### Instructions to follow
Filter the data for lines with the word "daily", then copy every line so identified.
··· Entries shown
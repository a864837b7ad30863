pub mod daily;
pub mod monthly;

pub use {daily::DailyTable, monthly::MonthlyTable};
//! RNG module - block color generation
//!
//! The engine never reaches for a global RNG. Every function that produces new
//! blocks takes a [`ColorSource`], so the same seed always deals the same board
//! and refills, and tests can script the exact colors that fall in.

use crate::types::BlockColor;

/// Anything that can hand out block colors
pub trait ColorSource {
    /// Next color, uniformly in `[0, color_count)`
    fn next_color(&mut self, color_count: u8) -> BlockColor;
}

/// Simple LCG (Linear Congruential Generator) RNG
/// Uses constants from Numerical Recipes
#[derive(Debug, Clone)]
pub struct SimpleRng {
    state: u32,
}

impl SimpleRng {
    /// Create a new RNG with the given seed
    pub fn new(seed: u32) -> Self {
        // Avoid 0 seed which would produce all zeros
        let state = if seed == 0 { 1 } else { seed };
        Self { state }
    }

    /// Generate next random u32
    pub fn next_u32(&mut self) -> u32 {
        self.state = self.state.wrapping_mul(1664525).wrapping_add(1013904223);
        self.state
    }

    /// Generate random value in range [0, max)
    ///
    /// Uses the high bits; the low bits of a power-of-two LCG cycle with a
    /// short period.
    pub fn next_range(&mut self, max: u32) -> u32 {
        ((self.next_u32() as u64 * max as u64) >> 32) as u32
    }
}

impl Default for SimpleRng {
    fn default() -> Self {
        Self::new(1)
    }
}

impl ColorSource for SimpleRng {
    fn next_color(&mut self, color_count: u8) -> BlockColor {
        BlockColor::new(self.next_range(color_count as u32) as u8)
    }
}

/// Replays a fixed list of color indices, cycling when exhausted
///
/// Indices are reduced modulo the requested color count, so a script never
/// produces an out-of-range block.
#[derive(Debug, Clone)]
pub struct SequenceColors {
    colors: Vec<u8>,
    next: usize,
}

impl SequenceColors {
    /// # Panics
    ///
    /// Panics if `colors` is empty.
    pub fn new(colors: impl Into<Vec<u8>>) -> Self {
        let colors = colors.into();
        assert!(!colors.is_empty(), "SequenceColors needs at least one color");
        Self { colors, next: 0 }
    }

    /// Number of colors handed out so far
    pub fn drawn(&self) -> usize {
        self.next
    }
}

impl ColorSource for SequenceColors {
    fn next_color(&mut self, color_count: u8) -> BlockColor {
        let raw = self.colors[self.next % self.colors.len()];
        self.next += 1;
        BlockColor::new(raw % color_count)
    }
}

impl<C: ColorSource + ?Sized> ColorSource for &mut C {
    fn next_color(&mut self, color_count: u8) -> BlockColor {
        (**self).next_color(color_count)
    }
}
······
### Written response
pub mod daily;
pub use {daily::DailyTable, monthly::MonthlyTable};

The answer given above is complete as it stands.